Aim of the exercise: Your reply should be the following data, copied exactly.

++++++++++

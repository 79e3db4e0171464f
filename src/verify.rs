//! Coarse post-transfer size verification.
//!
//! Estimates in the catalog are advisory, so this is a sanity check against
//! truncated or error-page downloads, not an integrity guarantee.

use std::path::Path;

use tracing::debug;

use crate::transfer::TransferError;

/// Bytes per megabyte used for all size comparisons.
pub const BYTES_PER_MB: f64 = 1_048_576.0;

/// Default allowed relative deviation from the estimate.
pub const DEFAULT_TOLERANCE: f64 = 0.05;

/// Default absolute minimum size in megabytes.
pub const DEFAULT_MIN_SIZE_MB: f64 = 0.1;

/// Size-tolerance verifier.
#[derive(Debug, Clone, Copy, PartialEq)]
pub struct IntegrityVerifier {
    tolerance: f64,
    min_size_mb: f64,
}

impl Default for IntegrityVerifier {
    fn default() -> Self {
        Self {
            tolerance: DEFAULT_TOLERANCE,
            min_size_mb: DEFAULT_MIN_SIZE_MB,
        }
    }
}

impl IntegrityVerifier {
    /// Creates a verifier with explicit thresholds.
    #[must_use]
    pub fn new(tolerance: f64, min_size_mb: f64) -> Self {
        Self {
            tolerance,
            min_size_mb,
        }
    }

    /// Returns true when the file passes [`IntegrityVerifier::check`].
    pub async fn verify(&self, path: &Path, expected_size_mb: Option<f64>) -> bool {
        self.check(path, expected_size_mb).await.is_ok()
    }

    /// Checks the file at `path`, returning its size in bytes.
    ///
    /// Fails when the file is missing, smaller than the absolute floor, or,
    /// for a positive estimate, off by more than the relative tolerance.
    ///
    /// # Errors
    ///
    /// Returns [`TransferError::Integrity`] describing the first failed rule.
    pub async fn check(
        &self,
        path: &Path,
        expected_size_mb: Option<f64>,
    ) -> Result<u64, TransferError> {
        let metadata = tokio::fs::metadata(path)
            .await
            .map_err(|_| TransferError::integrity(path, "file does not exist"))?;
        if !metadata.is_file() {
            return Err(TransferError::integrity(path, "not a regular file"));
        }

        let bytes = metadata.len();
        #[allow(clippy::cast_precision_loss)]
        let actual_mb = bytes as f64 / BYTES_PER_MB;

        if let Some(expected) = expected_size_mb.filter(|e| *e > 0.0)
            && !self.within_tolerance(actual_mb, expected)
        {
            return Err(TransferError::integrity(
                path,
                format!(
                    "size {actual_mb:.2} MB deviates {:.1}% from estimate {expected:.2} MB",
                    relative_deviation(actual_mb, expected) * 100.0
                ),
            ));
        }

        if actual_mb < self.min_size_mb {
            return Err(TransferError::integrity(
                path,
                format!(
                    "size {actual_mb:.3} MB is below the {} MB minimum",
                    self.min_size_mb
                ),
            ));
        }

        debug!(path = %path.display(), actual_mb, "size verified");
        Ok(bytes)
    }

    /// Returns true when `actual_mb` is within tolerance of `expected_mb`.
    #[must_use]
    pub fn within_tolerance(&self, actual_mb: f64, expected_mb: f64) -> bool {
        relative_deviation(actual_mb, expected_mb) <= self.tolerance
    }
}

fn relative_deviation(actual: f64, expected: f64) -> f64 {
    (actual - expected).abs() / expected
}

++++++++++

Answer section:
repository 79e3db4e0171464f
filename src/verify.rs
//! Coarse post-transfer size verification.
//!
//! Estimates in the catalog are advisory, so this is a sanity check against
//! truncated or error-page downloads, not an integrity guarantee.

use std::path::Path;

use tracing::debug;

use crate::transfer::TransferError;

/// Bytes per megabyte used for all size comparisons.
pub const BYTES_PER_MB: f64 = 1_048_576.0;

/// Default allowed relative deviation from the estimate.
pub const DEFAULT_TOLERANCE: f64 = 0.05;

/// Default absolute minimum size in megabytes.
pub const DEFAULT_MIN_SIZE_MB: f64 = 0.1;

/// Size-tolerance verifier.
#[derive(Debug, Clone, Copy, PartialEq)]
pub struct IntegrityVerifier {
    tolerance: f64,
    min_size_mb: f64,
}

impl Default for IntegrityVerifier {
    fn default() -> Self {
        Self {
            tolerance: DEFAULT_TOLERANCE,
            min_size_mb: DEFAULT_MIN_SIZE_MB,
        }
    }
}

impl IntegrityVerifier {
    /// Creates a verifier with explicit thresholds.
    #[must_use]
    pub fn new(tolerance: f64, min_size_mb: f64) -> Self {
        Self {
            tolerance,
            min_size_mb,
        }
    }

    /// Returns true when the file passes [`IntegrityVerifier::check`].
    pub async fn verify(&self, path: &Path, expected_size_mb: Option<f64>) -> bool {
        self.check(path, expected_size_mb).await.is_ok()
    }

    /// Checks the file at `path`, returning its size in bytes.
    ///
    /// Fails when the file is missing, smaller than the absolute floor, or,
    /// for a positive estimate, off by more than the relative tolerance.
    ///
    /// # Errors
    ///
    /// Returns [`TransferError::Integrity`] describing the first failed rule.
    pub async fn check(
        &self,
        path: &Path,
        expected_size_mb: Option<f64>,
    ) -> Result<u64, TransferError> {
        let metadata = tokio::fs::metadata(path)
            .await
            .map_err(|_| TransferError::integrity(path, "file does not exist"))?;
        if !metadata.is_file() {
            return Err(TransferError::integrity(path, "not a regular file"));
        }

        let bytes = metadata.len();
        #[allow(clippy::cast_precision_loss)]
        let actual_mb = bytes as f64 / BYTES_PER_MB;

        if let Some(expected) = expected_size_mb.filter(|e| *e > 0.0)
            && !self.within_tolerance(actual_mb, expected)
        {
            return Err(TransferError::integrity(
                path,
                format!(
                    "size {actual_mb:.2} MB deviates {:.1}% from estimate {expected:.2} MB",
                    relative_deviation(actual_mb, expected) * 100.0
                ),
            ));
        }

        if actual_mb < self.min_size_mb {
            return Err(TransferError::integrity(
                path,
                format!(
                    "size {actual_mb:.3} MB is below the {} MB minimum",
                    self.min_size_mb
                ),
            ));
        }

        debug!(path = %path.display(), actual_mb, "size verified");
        Ok(bytes)
    }

    /// Returns true when `actual_mb` is within tolerance of `expected_mb`.
    #[must_use]
    pub fn within_tolerance(&self, actual_mb: f64, expected_mb: f64) -> bool {
        relative_deviation(actual_mb, expected_mb) <= self.tolerance
    }
}

fn relative_deviation(actual: f64, expected: f64) -> f64 {
    (actual - expected).abs() / expected
}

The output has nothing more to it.